Work request.
Can you restate the lines of the entries below, word for word, from the first one through the line that includes "verifications the host"?

Given records.
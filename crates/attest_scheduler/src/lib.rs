#![forbid(unsafe_code)]
#![deny(
    warnings,
    clippy::all,
    clippy::pedantic,
    clippy::nursery,
    clippy::cargo
)]
#![allow(
    clippy::module_name_repetitions,
    clippy::missing_errors_doc,
    clippy::missing_panics_doc,
    clippy::result_large_err
)]

//! Per-source verification scheduling: admission control (requests per
//! second and in-flight cap), a FIFO queue, and a delay queue for retries.
//!
//! The scheduler is sans-IO. Every call receives the current time in ms and
//! returns a [`Step`]: verifications the host must start ([`Dispatch`]) and
//! attestations that reached a terminal status (moved out, now owned by
//! their round). The host reports each verification back with
//! [`SourceScheduler::complete`], quoting the dispatch's attempt number, and
//! calls [`SourceScheduler::on_wake`] once [`SourceScheduler::wake_at`] has
//! passed.

use std::collections::{HashMap, HashSet, VecDeque};

use attest_primitives::{
    ct_eq_hash, message_integrity_code, Attestation, AttestationId, AttestationRequest, SourceId,
    Verification, VerificationStatus,
};
use serde::{Deserialize, Serialize};
use thiserror::Error;
use tracing::{debug, error, warn};

pub mod delay_queue;

pub use delay_queue::DelayQueue;

/// Liveness re-check interval when admission is blocked and nothing is in flight.
pub const HEARTBEAT_MS: u64 = 100;

/// Transient verifier failure; always retried while budget remains.
#[derive(Clone, Debug, Error, PartialEq, Eq)]
pub enum VerifierError {
    #[error("verifier transport error: {0}")]
    Transport(String),
    #[error("verifier timed out after {0} ms")]
    Timeout(u64),
    #[error("verifier system failure: {0}")]
    System(String),
}

/// Admission and retry limits of one source.
#[derive(Clone, Copy, Debug, PartialEq, Eq, Serialize, Deserialize)]
#[serde(rename_all = "camelCase", default)]
pub struct SourceLimits {
    pub max_requests_per_second: u32,
    pub max_processing_transactions: usize,
    pub max_failed_retry: u32,
    pub delay_before_retry_ms: u64,
}

impl Default for SourceLimits {
    fn default() -> Self {
        Self {
            max_requests_per_second: 10,
            max_processing_transactions: 10,
            max_failed_retry: 3,
            delay_before_retry_ms: 100,
        }
    }
}

/// A verification the host must run.
#[derive(Clone, Debug, PartialEq, Eq)]
pub struct Dispatch {
    pub attestation_id: AttestationId,
    /// Unique per scheduler; a completion must quote it back.
    pub attempt: u64,
    pub source_id: SourceId,
    pub request: AttestationRequest,
}

/// Outcome of one scheduler call.
#[derive(Debug, Default)]
pub struct Step {
    /// Terminal attestations, in the order they finished.
    pub finished: Vec<Attestation>,
    pub dispatches: Vec<Dispatch>,
}

impl Step {
    pub fn extend(&mut self, other: Self) {
        self.finished.extend(other.finished);
        self.dispatches.extend(other.dispatches);
    }

    #[must_use]
    pub fn is_empty(&self) -> bool {
        self.finished.is_empty() && self.dispatches.is_empty()
    }
}

#[derive(Clone, Copy, Debug, PartialEq, Eq, Default, Serialize)]
pub struct SchedulerStats {
    pub queued: usize,
    pub processing: usize,
    pub delayed: usize,
    pub requests_this_second: u32,
}

#[derive(Debug)]
struct InFlight {
    attempt: u64,
    attestation: Attestation,
}

#[derive(Debug)]
pub struct SourceScheduler {
    source_id: SourceId,
    limits: SourceLimits,
    last_second_mark: u64,
    requests_this_second: u32,
    queued: VecDeque<Attestation>,
    processing: HashMap<AttestationId, InFlight>,
    // Attempts pulled back by `delay` whose verifier call is still running.
    // They hold a processing slot until their completion arrives.
    abandoned: HashSet<u64>,
    next_attempt: u64,
    delayed: DelayQueue<Attestation>,
    // The single armed wake-up; re-arming replaces it.
    wake: Option<u64>,
}

impl SourceScheduler {
    #[must_use]
    pub fn new(source_id: SourceId, limits: SourceLimits) -> Self {
        Self {
            source_id,
            limits,
            last_second_mark: u64::MAX,
            requests_this_second: 0,
            queued: VecDeque::new(),
            processing: HashMap::new(),
            abandoned: HashSet::new(),
            next_attempt: 0,
            delayed: DelayQueue::new(),
            wake: None,
        }
    }

    #[must_use]
    pub const fn source_id(&self) -> SourceId {
        self.source_id
    }

    #[must_use]
    pub const fn limits(&self) -> &SourceLimits {
        &self.limits
    }

    /// Swap limits in place, e.g. after a configuration reload.
    pub fn set_limits(&mut self, limits: SourceLimits) {
        self.limits = limits;
    }

    /// Instant of the armed wake-up, if any.
    #[must_use]
    pub const fn wake_at(&self) -> Option<u64> {
        self.wake
    }

    #[must_use]
    pub fn stats(&self) -> SchedulerStats {
        SchedulerStats {
            queued: self.queued.len(),
            processing: self.in_flight(),
            delayed: self.delayed.len(),
            requests_this_second: self.requests_this_second,
        }
    }

    #[must_use]
    pub fn is_idle(&self) -> bool {
        self.queued.is_empty() && self.in_flight() == 0 && self.delayed.is_empty()
    }

    /// Verifier calls outstanding, including abandoned attempts.
    fn in_flight(&self) -> usize {
        self.processing.len() + self.abandoned.len()
    }

    fn has_pending(&self) -> bool {
        !self.queued.is_empty() || !self.delayed.is_empty()
    }

    /// Per-second quota check. A new wall-clock second always has quota.
    #[must_use]
    pub const fn can_add_request(&self, now_ms: u64) -> bool {
        let second = now_ms / 1000;
        if second != self.last_second_mark {
            return true;
        }
        self.requests_this_second < self.limits.max_requests_per_second
    }

    #[must_use]
    pub fn can_process(&self, now_ms: u64) -> bool {
        self.can_add_request(now_ms)
            && self.in_flight() < self.limits.max_processing_transactions
    }

    fn count_request(&mut self, now_ms: u64) {
        let second = now_ms / 1000;
        if second == self.last_second_mark {
            self.requests_this_second += 1;
        } else {
            self.last_second_mark = second;
            self.requests_this_second = 1;
        }
    }

    /// Admit `attestation` now if possible, otherwise queue it. Queued work
    /// keeps its FIFO precedence over new arrivals.
    pub fn submit(&mut self, attestation: Attestation, now_ms: u64) -> Step {
        let mut step = Step::default();
        if self.queued.is_empty() && self.can_process(now_ms) {
            self.begin_verification(attestation, now_ms, &mut step);
            self.rearm(now_ms);
        } else {
            debug!(source = %self.source_id, id = %attestation.id, queued = self.queued.len() + 1, "attestation queued");
            self.queued.push_back(attestation);
            self.start_next(now_ms, &mut step);
        }
        step
    }

    fn begin_verification(&mut self, mut attestation: Attestation, now_ms: u64, step: &mut Step) {
        if attestation.is_past_deadline(now_ms) {
            debug!(source = %self.source_id, id = %attestation.id, round = attestation.round_id, "too late to verify");
            attestation.mark_too_late(now_ms);
            step.finished.push(attestation);
            return;
        }
        self.count_request(now_ms);
        attestation.begin_processing(now_ms);
        let attempt = self.next_attempt;
        self.next_attempt += 1;
        step.dispatches.push(Dispatch {
            attestation_id: attestation.id,
            attempt,
            source_id: self.source_id,
            request: attestation.request.clone(),
        });
        self.processing.insert(attestation.id, InFlight { attempt, attestation });
    }

    /// Report the result of a dispatched verification.
    ///
    /// A completion for an attempt pulled back by [`Self::delay`] only frees
    /// its processing slot. Any other attempt that is not the current one of
    /// `id` is ignored, so every attestation finishes exactly once.
    pub fn complete(
        &mut self,
        id: AttestationId,
        attempt: u64,
        result: Result<Verification, VerifierError>,
        now_ms: u64,
    ) -> Step {
        let mut step = Step::default();
        if self.abandoned.remove(&attempt) {
            debug!(source = %self.source_id, id = %id, attempt, "late completion of a delayed attempt");
            self.start_next(now_ms, &mut step);
            return step;
        }
        if self.processing.get(&id).map(|f| f.attempt) != Some(attempt) {
            warn!(source = %self.source_id, id = %id, attempt, "completion for attempt not in flight");
            return step;
        }
        let Some(InFlight { mut attestation, .. }) = self.processing.remove(&id) else {
            return step;
        };

        if attestation.is_past_deadline(now_ms) {
            debug!(source = %self.source_id, id = %id, round = attestation.round_id, "verified after commit deadline");
            attestation.mark_too_late(now_ms);
            step.finished.push(attestation);
        } else {
            match result {
                Ok(verification) => {
                    Self::apply_verification(&mut attestation, verification, now_ms);
                    step.finished.push(attestation);
                }
                Err(err) => self.on_transient_failure(attestation, &err, now_ms, &mut step),
            }
        }

        self.start_next(now_ms, &mut step);
        step
    }

    fn apply_verification(attestation: &mut Attestation, verification: Verification, now_ms: u64) {
        match (verification.status, verification.response) {
            (VerificationStatus::Ok, Some(response)) => {
                let mic = message_integrity_code(&response);
                if ct_eq_hash(&mic, &attestation.request.message_integrity_code) {
                    attestation.mark_valid(response, now_ms);
                } else {
                    debug!(id = %attestation.id, "message integrity code mismatch");
                    attestation.mark_invalid(now_ms);
                }
            }
            (VerificationStatus::Ok, None) => {
                warn!(id = %attestation.id, "verifier returned OK without a response");
                attestation.mark_invalid(now_ms);
            }
            (VerificationStatus::SystemFailure, _) => {
                error!(id = %attestation.id, "verifier reported SYSTEM_FAILURE");
                attestation.mark_invalid(now_ms);
            }
            (status, _) => {
                debug!(id = %attestation.id, ?status, "attestation invalid");
                attestation.mark_invalid(now_ms);
            }
        }
    }

    fn on_transient_failure(
        &mut self,
        mut attestation: Attestation,
        err: &VerifierError,
        now_ms: u64,
        step: &mut Step,
    ) {
        if attestation.retry_count() >= self.limits.max_failed_retry {
            error!(source = %self.source_id, id = %attestation.id, retries = attestation.retry_count(), %err, "verification failed, retries exhausted");
            attestation.mark_invalid(now_ms);
            step.finished.push(attestation);
            return;
        }
        let start_ms = now_ms.saturating_add(self.limits.delay_before_retry_ms);
        if attestation.is_past_deadline(start_ms) {
            debug!(source = %self.source_id, id = %attestation.id, "retry would land after commit deadline");
            attestation.mark_too_late(now_ms);
            step.finished.push(attestation);
            return;
        }
        warn!(source = %self.source_id, id = %attestation.id, retry = attestation.retry_count(), %err, "verification error, retrying");
        attestation.requeue_for_retry(now_ms);
        self.delayed.push(attestation, start_ms);
    }

    /// Move attestation `id` from the FIFO queue or the in-flight set into the
    /// delay queue, to restart at `start_ms`. Pulling an in-flight attestation
    /// counts as a retry. Its running attempt keeps its processing slot until
    /// the completion arrives, and that completion is otherwise ignored.
    pub fn delay(&mut self, id: AttestationId, start_ms: u64, now_ms: u64) -> Step {
        let mut step = Step::default();
        let attestation = if let Some(pos) = self.queued.iter().position(|a| a.id == id) {
            self.queued.remove(pos)
        } else if let Some(InFlight { attempt, mut attestation }) = self.processing.remove(&id) {
            self.abandoned.insert(attempt);
            attestation.requeue_for_retry(now_ms);
            Some(attestation)
        } else {
            None
        };
        if let Some(a) = attestation {
            self.delayed.push(a, start_ms);
            // a due entry may start right away; otherwise this re-arms the timer
            self.start_next(now_ms, &mut step);
        }
        step
    }

    /// Armed wake-up fired.
    pub fn on_wake(&mut self, now_ms: u64) -> Step {
        let mut step = Step::default();
        self.wake = None;
        self.start_next(now_ms, &mut step);
        step
    }

    /// Admit due delayed work first, then FIFO work, while admission allows.
    fn start_next(&mut self, now_ms: u64, step: &mut Step) {
        while self.can_process(now_ms) {
            let Some(a) = self.delayed.pop_due(now_ms) else { break };
            self.begin_verification(a, now_ms, step);
        }
        while self.can_process(now_ms) {
            let Some(a) = self.queued.pop_front() else { break };
            self.begin_verification(a, now_ms, step);
        }
        self.rearm(now_ms);
    }

    fn rearm(&mut self, now_ms: u64) {
        // a head that is already due waits for capacity, not for a timer
        let mut at = self.delayed.peek_key().filter(|&k| k > now_ms);
        if !self.can_process(now_ms) && self.in_flight() == 0 && self.has_pending() {
            debug!(source = %self.source_id, "startNext heartbeat");
            let beat = now_ms + HEARTBEAT_MS;
            at = Some(at.map_or(beat, |k| k.min(beat)));
        }
        self.wake = at;
    }
}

Exercise answer.
filename crates/attest_scheduler/src/lib.rs
#![forbid(unsafe_code)]
#![deny(
    warnings,
    clippy::all,
    clippy::pedantic,
    clippy::nursery,
    clippy::cargo
)]
#![allow(
    clippy::module_name_repetitions,
    clippy::missing_errors_doc,
    clippy::missing_panics_doc,
    clippy::result_large_err
)]

//! Per-source verification scheduling: admission control (requests per
//! second and in-flight cap), a FIFO queue, and a delay queue for retries.
//!
//! The scheduler is sans-IO. Every call receives the current time in ms and
//! returns a [`Step`]: verifications the host must start ([`Dispatch`]) and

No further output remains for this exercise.